- Work instructions
Retype the entries word for word, leaving nothing out.

The data below:

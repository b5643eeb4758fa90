//! eventrelayd - real-time group messaging relay.
//!
//! Clients attach over WebSocket, receive channel and direct messages
//! published through the HTTP API, and one elected instance mirrors
//! selected channels to an external chat bridge.

mod bridge;
mod bus;
mod config;
mod election;
mod error;
mod http;
mod metrics;
mod network;
mod router;
mod state;
mod telemetry;

use crate::bridge::SlackBridge;
use crate::bus::LocalBus;
use crate::config::Config;
use crate::election::{LeaderElector, LocalLockService};
use crate::http::ApiState;
use crate::network::Gateway;
use crate::state::{ChannelTable, UserRegistry};
use std::sync::Arc;
use tokio::net::TcpListener;
use tokio_util::sync::CancellationToken;
use tracing::{error, info};
use tracing_subscriber::EnvFilter;

#[tokio::main]
async fn main() -> anyhow::Result<()> {
    // Initialize tracing
    tracing_subscriber::fmt()
        .with_env_filter(
            EnvFilter::try_from_default_env().unwrap_or_else(|_| EnvFilter::new("info")),
        )
        .with_target(true)
        .init();

    // Load configuration
    let config_path = std::env::args()
        .nth(1)
        .unwrap_or_else(|| "config.toml".to_string());

    let config = Config::load(&config_path).map_err(|e| {
        error!(path = %config_path, error = %e, "Failed to load config");
        e
    })?;

    if let Err(errors) = config::validation::validate(&config) {
        for e in &errors {
            error!(error = %e, "Invalid configuration");
        }
        anyhow::bail!("{} configuration error(s) in {}", errors.len(), config_path);
    }

    info!(
        server = %config.server.name,
        websocket = %config.listen.websocket,
        http = %config.listen.http,
        "Starting eventrelayd"
    );

    // Initialize Prometheus metrics
    metrics::init();
    if let Some(port) = config.server.metrics_port.filter(|p| *p != 0) {
        tokio::spawn(http::run_metrics_server(port));
    }

    // Core state
    let bus = Arc::new(LocalBus::new(config.limits.bus_queue));
    let registry = UserRegistry::new(bus.clone(), Arc::new(ChannelTable::new()));

    // Bridge and leadership election
    let bridge = Arc::new(SlackBridge::new(config.bridge.clone())?);
    let elector = LeaderElector::new(
        Arc::new(LocalLockService::new()),
        bus.clone(),
        bridge.clone(),
        config.election.lock_name.clone(),
        config.election.retry_interval(),
    );
    elector.activate().await;

    let shutdown = CancellationToken::new();

    // Refresh state gauges (runs every minute)
    {
        let registry = Arc::clone(&registry);
        let bus = Arc::clone(&bus);
        let shutdown = shutdown.clone();
        tokio::spawn(async move {
            let mut interval = tokio::time::interval(tokio::time::Duration::from_secs(60));
            loop {
                tokio::select! {
                    _ = shutdown.cancelled() => break,
                    _ = interval.tick() => {}
                }
                metrics::set_connected_users(registry.user_count());
                metrics::set_active_channels(registry.channels().len());
                tracing::debug!(
                    users = registry.user_count(),
                    channels = registry.channels().len(),
                    topics = bus.topic_count(),
                    "Relay state"
                );
            }
        });
    }

    // HTTP API
    let api_listener = TcpListener::bind(config.listen.http).await?;
    let api = http::api_router(ApiState::new(
        bus.clone(),
        config.api.key.clone(),
        Some(bridge),
    ));
    let http_task = tokio::spawn(http::serve(api_listener, api, shutdown.clone()));

    // WebSocket gateway
    let gateway = Gateway::bind(
        config.listen.websocket,
        config.listen.allow_origins.clone(),
        config.limits.connection_queue,
        Arc::clone(&registry),
    )
    .await?;
    let gateway_task = tokio::spawn(gateway.run(shutdown.clone()));

    tokio::signal::ctrl_c().await?;
    info!("Shutting down");
    shutdown.cancel();
    elector.shutdown();

    let (http_result, gateway_result) = tokio::join!(http_task, gateway_task);
    http_result?;
    gateway_result??;

    Ok(())
}
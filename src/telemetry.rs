//! Standardized span constructors for relay observability.

use tracing::{Span, info_span};

/// Span for one client connection.
pub fn connection(user_id: &str, peer: &str) -> Span {
    info_span!("connection", user = %user_id, peer = %peer)
}

/// Span for one HTTP API request.
pub fn api_request(route: &'static str, items: usize) -> Span {
    info_span!("api", route, items)
}

/// Span for an inbound bridge post.
pub fn bridge_incoming(external_channel: Option<&str>) -> Span {
    match external_channel {
        Some(channel) => info_span!("bridge_incoming", external = %channel),
        None => info_span!("bridge_incoming"),
    }
}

End of The data.

- Written answer
repository b5643eeb4758fa90
//! eventrelayd - real-time group messaging relay.
//!
//! Clients attach over WebSocket, receive channel and direct messages
//! published through the HTTP API, and one elected instance mirrors
//! selected channels to an external chat bridge.

mod bridge;
mod bus;
mod config;
mod election;
mod error;
mod http;
mod metrics;
mod network;
mod router;
mod state;
mod telemetry;

use crate::bridge::SlackBridge;
use crate::bus::LocalBus;
use crate::config::Config;
use crate::election::{LeaderElector, LocalLockService};
use crate::http::ApiState;
use crate::network::Gateway;
use crate::state::{ChannelTable, UserRegistry};
use std::sync::Arc;
use tokio::net::TcpListener;
use tokio_util::sync::CancellationToken;
use tracing::{error, info};
use tracing_subscriber::EnvFilter;

#[tokio::main]
async fn main() -> anyhow::Result<()> {
    // Initialize tracing
    tracing_subscriber::fmt()
        .with_env_filter(
            EnvFilter::try_from_default_env().unwrap_or_else(|_| EnvFilter::new("info")),
        )
        .with_target(true)
        .init();

    // Load configuration
    let config_path = std::env::args()
        .nth(1)
        .unwrap_or_else(|| "config.toml".to_string());

    let config = Config::load(&config_path).map_err(|e| {
        error!(path = %config_path, error = %e, "Failed to load config");
        e
    })?;

    if let Err(errors) = config::validation::validate(&config) {
        for e in &errors {
            error!(error = %e, "Invalid configuration");
        }
        anyhow::bail!("{} configuration error(s) in {}", errors.len(), config_path);
    }

    info!(
        server = %config.server.name,
        websocket = %config.listen.websocket,
        http = %config.listen.http,
        "Starting eventrelayd"
    );

    // Initialize Prometheus metrics
    metrics::init();
    if let Some(port) = config.server.metrics_port.filter(|p| *p != 0) {
        tokio::spawn(http::run_metrics_server(port));
    }

    // Core state
    let bus = Arc::new(LocalBus::new(config.limits.bus_queue));
    let registry = UserRegistry::new(bus.clone(), Arc::new(ChannelTable::new()));

    // Bridge and leadership election
    let bridge = Arc::new(SlackBridge::new(config.bridge.clone())?);
    let elector = LeaderElector::new(
        Arc::new(LocalLockService::new()),
        bus.clone(),
        bridge.clone(),
        config.election.lock_name.clone(),
        config.election.retry_interval(),
    );
    elector.activate().await;

    let shutdown = CancellationToken::new();

    // Refresh state gauges (runs every minute)
    {
        let registry = Arc::clone(&registry);
        let bus = Arc::clone(&bus);
        let shutdown = shutdown.clone();
        tokio::spawn(async move {
            let mut interval = tokio::time::interval(tokio::time::Duration::from_secs(60));
            loop {
                tokio::select! {
                    _ = shutdown.cancelled() => break,
                    _ = interval.tick() => {}
                }
                metrics::set_connected_users(registry.user_count());
                metrics::set_active_channels(registry.channels().len());
                tracing::debug!(
                    users = registry.user_count(),
                    channels = registry.channels().len(),
                    topics = bus.topic_count(),
                    "Relay state"
                );
            }
        });
    }

    // HTTP API
    let api_listener = TcpListener::bind(config.listen.http).await?;
    let api = http::api_router(ApiState::new(
        bus.clone(),
        config.api.key.clone(),
        Some(bridge),
    ));
    let http_task = tokio::spawn(http::serve(api_listener, api, shutdown.clone()));

    // WebSocket gateway
    let gateway = Gateway::bind(
        config.listen.websocket,
        config.listen.allow_origins.clone(),
        config.limits.connection_queue,
        Arc::clone(&registry),
    )
    .await?;
    let gateway_task = tokio::spawn(gateway.run(shutdown.clone()));

    tokio::signal::ctrl_c().await?;
    info!("Shutting down");
    shutdown.cancel();
    elector.shutdown();

    let (http_result, gateway_result) = tokio::join!(http_task, gateway_task);
    http_result?;
    gateway_result??;

    Ok(())
}
filename src/telemetry.rs
//! Standardized span constructors for relay observability.

use tracing::{Span, info_span};

/// Span for one client connection.
pub fn connection(user_id: &str, peer: &str) -> Span {
    info_span!("connection", user = %user_id, peer = %peer)
}

/// Span for one HTTP API request.
pub fn api_request(route: &'static str, items: usize) -> Span {
    info_span!("api", route, items)
}

/// Span for an inbound bridge post.
pub fn bridge_incoming(external_channel: Option<&str>) -> Span {
    match external_channel {
        Some(channel) => info_span!("bridge_incoming", external = %channel),
        None => info_span!("bridge_incoming"),
    }
}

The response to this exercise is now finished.